# Task instructions:
Each line of the data must be copied exactly.

# Data for this task:

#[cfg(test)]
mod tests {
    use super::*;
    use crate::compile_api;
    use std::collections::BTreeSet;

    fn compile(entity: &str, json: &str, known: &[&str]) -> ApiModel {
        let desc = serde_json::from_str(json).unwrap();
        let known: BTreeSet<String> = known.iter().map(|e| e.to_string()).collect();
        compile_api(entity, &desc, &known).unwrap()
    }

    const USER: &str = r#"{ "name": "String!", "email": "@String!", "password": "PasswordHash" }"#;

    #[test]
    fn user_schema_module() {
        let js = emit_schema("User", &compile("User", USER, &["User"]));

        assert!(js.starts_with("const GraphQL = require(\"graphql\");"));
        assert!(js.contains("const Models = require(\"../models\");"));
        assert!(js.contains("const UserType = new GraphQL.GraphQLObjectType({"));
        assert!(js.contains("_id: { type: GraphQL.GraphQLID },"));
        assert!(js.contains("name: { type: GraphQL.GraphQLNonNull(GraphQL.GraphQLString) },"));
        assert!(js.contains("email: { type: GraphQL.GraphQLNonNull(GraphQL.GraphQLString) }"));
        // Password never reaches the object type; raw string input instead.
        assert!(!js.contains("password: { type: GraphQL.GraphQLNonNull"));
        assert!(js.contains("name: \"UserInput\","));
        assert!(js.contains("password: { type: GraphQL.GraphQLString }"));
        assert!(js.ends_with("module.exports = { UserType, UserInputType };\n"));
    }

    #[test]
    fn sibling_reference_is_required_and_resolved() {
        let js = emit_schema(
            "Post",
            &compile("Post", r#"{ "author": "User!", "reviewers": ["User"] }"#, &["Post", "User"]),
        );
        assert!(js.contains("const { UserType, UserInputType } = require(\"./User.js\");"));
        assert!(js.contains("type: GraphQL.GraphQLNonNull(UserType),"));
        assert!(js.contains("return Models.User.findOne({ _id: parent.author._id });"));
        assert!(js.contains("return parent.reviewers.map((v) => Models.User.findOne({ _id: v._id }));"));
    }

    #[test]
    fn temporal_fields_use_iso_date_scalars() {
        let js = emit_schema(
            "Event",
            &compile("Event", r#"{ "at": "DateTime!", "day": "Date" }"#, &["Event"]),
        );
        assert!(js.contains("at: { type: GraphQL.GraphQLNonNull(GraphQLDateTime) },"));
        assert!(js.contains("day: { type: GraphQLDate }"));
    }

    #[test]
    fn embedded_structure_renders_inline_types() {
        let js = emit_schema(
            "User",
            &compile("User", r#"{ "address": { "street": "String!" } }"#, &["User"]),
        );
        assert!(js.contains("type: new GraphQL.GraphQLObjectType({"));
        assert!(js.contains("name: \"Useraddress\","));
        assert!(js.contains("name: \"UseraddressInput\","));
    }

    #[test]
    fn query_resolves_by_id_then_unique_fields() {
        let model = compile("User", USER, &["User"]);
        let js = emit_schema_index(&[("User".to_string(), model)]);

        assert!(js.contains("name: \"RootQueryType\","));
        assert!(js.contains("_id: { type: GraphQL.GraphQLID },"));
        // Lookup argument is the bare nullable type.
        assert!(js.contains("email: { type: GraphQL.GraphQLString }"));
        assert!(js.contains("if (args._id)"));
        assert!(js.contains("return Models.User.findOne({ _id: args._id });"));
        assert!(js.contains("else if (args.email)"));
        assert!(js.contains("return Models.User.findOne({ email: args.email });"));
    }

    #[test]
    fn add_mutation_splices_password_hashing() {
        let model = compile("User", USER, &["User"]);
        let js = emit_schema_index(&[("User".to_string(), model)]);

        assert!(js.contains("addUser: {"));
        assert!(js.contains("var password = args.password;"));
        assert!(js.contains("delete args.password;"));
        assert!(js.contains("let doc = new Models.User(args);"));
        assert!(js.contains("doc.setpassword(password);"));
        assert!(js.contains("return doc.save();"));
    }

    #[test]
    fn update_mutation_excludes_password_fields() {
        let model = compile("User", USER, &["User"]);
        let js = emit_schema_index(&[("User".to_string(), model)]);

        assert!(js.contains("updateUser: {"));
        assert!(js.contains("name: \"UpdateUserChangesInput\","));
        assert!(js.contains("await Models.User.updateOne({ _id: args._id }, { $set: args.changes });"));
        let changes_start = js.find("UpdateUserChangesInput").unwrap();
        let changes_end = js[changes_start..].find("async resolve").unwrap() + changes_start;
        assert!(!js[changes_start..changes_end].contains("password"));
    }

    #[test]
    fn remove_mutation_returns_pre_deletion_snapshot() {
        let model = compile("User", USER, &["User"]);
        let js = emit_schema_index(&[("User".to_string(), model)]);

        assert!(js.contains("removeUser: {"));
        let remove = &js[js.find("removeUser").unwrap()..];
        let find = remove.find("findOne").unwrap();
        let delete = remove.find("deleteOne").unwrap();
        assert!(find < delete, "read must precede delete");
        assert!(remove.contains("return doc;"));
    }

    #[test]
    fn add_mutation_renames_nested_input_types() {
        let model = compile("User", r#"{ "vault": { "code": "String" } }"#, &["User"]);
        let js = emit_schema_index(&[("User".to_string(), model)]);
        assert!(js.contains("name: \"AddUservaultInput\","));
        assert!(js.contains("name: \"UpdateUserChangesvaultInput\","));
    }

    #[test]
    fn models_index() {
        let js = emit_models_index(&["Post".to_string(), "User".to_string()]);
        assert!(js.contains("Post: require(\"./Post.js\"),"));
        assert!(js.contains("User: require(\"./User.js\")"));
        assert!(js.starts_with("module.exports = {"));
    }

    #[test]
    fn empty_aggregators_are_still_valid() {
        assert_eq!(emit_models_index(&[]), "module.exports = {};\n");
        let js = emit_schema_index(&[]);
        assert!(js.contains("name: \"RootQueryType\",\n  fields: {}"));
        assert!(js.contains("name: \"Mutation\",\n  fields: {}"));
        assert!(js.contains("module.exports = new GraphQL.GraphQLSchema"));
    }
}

# Result:
#[cfg(test)]
mod tests {
    use super::*;
    use crate::compile_api;
    use std::collections::BTreeSet;

    fn compile(entity: &str, json: &str, known: &[&str]) -> ApiModel {
        let desc = serde_json::from_str(json).unwrap();
        let known: BTreeSet<String> = known.iter().map(|e| e.to_string()).collect();
        compile_api(entity, &desc, &known).unwrap()
    }

    const USER: &str = r#"{ "name": "String!", "email": "@String!", "password": "PasswordHash" }"#;

    #[test]
    fn user_schema_module() {
        let js = emit_schema("User", &compile("User", USER, &["User"]));

        assert!(js.starts_with("const GraphQL = require(\"graphql\");"));
        assert!(js.contains("const Models = require(\"../models\");"));
        assert!(js.contains("const UserType = new GraphQL.GraphQLObjectType({"));
        assert!(js.contains("_id: { type: GraphQL.GraphQLID },"));
        assert!(js.contains("name: { type: GraphQL.GraphQLNonNull(GraphQL.GraphQLString) },"));
        assert!(js.contains("email: { type: GraphQL.GraphQLNonNull(GraphQL.GraphQLString) }"));
        // Password never reaches the object type; raw string input instead.
        assert!(!js.contains("password: { type: GraphQL.GraphQLNonNull"));
        assert!(js.contains("name: \"UserInput\","));
        assert!(js.contains("password: { type: GraphQL.GraphQLString }"));
        assert!(js.ends_with("module.exports = { UserType, UserInputType };\n"));
    }

    #[test]
    fn sibling_reference_is_required_and_resolved() {
        let js = emit_schema(
            "Post",
            &compile("Post", r#"{ "author": "User!", "reviewers": ["User"] }"#, &["Post", "User"]),
        );
        assert!(js.contains("const { UserType, UserInputType } = require(\"./User.js\");"));
        assert!(js.contains("type: GraphQL.GraphQLNonNull(UserType),"));
        assert!(js.contains("return Models.User.findOne({ _id: parent.author._id });"));
        assert!(js.contains("return parent.reviewers.map((v) => Models.User.findOne({ _id: v._id }));"));
    }

    #[test]
    fn temporal_fields_use_iso_date_scalars() {
        let js = emit_schema(
            "Event",
            &compile("Event", r#"{ "at": "DateTime!", "day": "Date" }"#, &["Event"]),
        );
        assert!(js.contains("at: { type: GraphQL.GraphQLNonNull(GraphQLDateTime) },"));
        assert!(js.contains("day: { type: GraphQLDate }"));
    }

    #[test]
    fn embedded_structure_renders_inline_types() {
        let js = emit_schema(
            "User",
            &compile("User", r#"{ "address": { "street": "String!" } }"#, &["User"]),
        );
        assert!(js.contains("type: new GraphQL.GraphQLObjectType({"));
        assert!(js.contains("name: \"Useraddress\","));
        assert!(js.contains("name: \"UseraddressInput\","));
    }

    #[test]
    fn query_resolves_by_id_then_unique_fields() {
        let model = compile("User", USER, &["User"]);
        let js = emit_schema_index(&[("User".to_string(), model)]);

        assert!(js.contains("name: \"RootQueryType\","));
        assert!(js.contains("_id: { type: GraphQL.GraphQLID },"));
        // Lookup argument is the bare nullable type.
        assert!(js.contains("email: { type: GraphQL.GraphQLString }"));
        assert!(js.contains("if (args._id)"));
        assert!(js.contains("return Models.User.findOne({ _id: args._id });"));
        assert!(js.contains("else if (args.email)"));
        assert!(js.contains("return Models.User.findOne({ email: args.email });"));
    }

    #[test]
    fn add_mutation_splices_password_hashing() {
        let model = compile("User", USER, &["User"]);
        let js = emit_schema_index(&[("User".to_string(), model)]);

        assert!(js.contains("addUser: {"));
        assert!(js.contains("var password = args.password;"));
        assert!(js.contains("delete args.password;"));
        assert!(js.contains("let doc = new Models.User(args);"));
        assert!(js.contains("doc.setpassword(password);"));
        assert!(js.contains("return doc.save();"));
    }

    #[test]
    fn update_mutation_excludes_password_fields() {
        let model = compile("User", USER, &["User"]);
        let js = emit_schema_index(&[("User".to_string(), model)]);

        assert!(js.contains("updateUser: {"));
        assert!(js.contains("name: \"UpdateUserChangesInput\","));
        assert!(js.contains("await Models.User.updateOne({ _id: args._id }, { $set: args.changes });"));
        let changes_start = js.find("UpdateUserChangesInput").unwrap();
        let changes_end = js[changes_start..].find("async resolve").unwrap() + changes_start;
        assert!(!js[changes_start..changes_end].contains("password"));
    }

    #[test]
    fn remove_mutation_returns_pre_deletion_snapshot() {
        let model = compile("User", USER, &["User"]);
        let js = emit_schema_index(&[("User".to_string(), model)]);

        assert!(js.contains("removeUser: {"));
        let remove = &js[js.find("removeUser").unwrap()..];
        let find = remove.find("findOne").unwrap();
        let delete = remove.find("deleteOne").unwrap();
        assert!(find < delete, "read must precede delete");
        assert!(remove.contains("return doc;"));
    }

    #[test]
    fn add_mutation_renames_nested_input_types() {
        let model = compile("User", r#"{ "vault": { "code": "String" } }"#, &["User"]);
        let js = emit_schema_index(&[("User".to_string(), model)]);
        assert!(js.contains("name: \"AddUservaultInput\","));
        assert!(js.contains("name: \"UpdateUserChangesvaultInput\","));
    }

    #[test]
    fn models_index() {
        let js = emit_models_index(&["Post".to_string(), "User".to_string()]);
        assert!(js.contains("Post: require(\"./Post.js\"),"));
        assert!(js.contains("User: require(\"./User.js\")"));
        assert!(js.starts_with("module.exports = {"));
    }

    #[test]
    fn empty_aggregators_are_still_valid() {
        assert_eq!(emit_models_index(&[]), "module.exports = {};\n");
        let js = emit_schema_index(&[]);
        assert!(js.contains("name: \"RootQueryType\",\n  fields: {}"));
        assert!(js.contains("name: \"Mutation\",\n  fields: {}"));
        assert!(js.contains("module.exports = new GraphQL.GraphQLSchema"));
    }
}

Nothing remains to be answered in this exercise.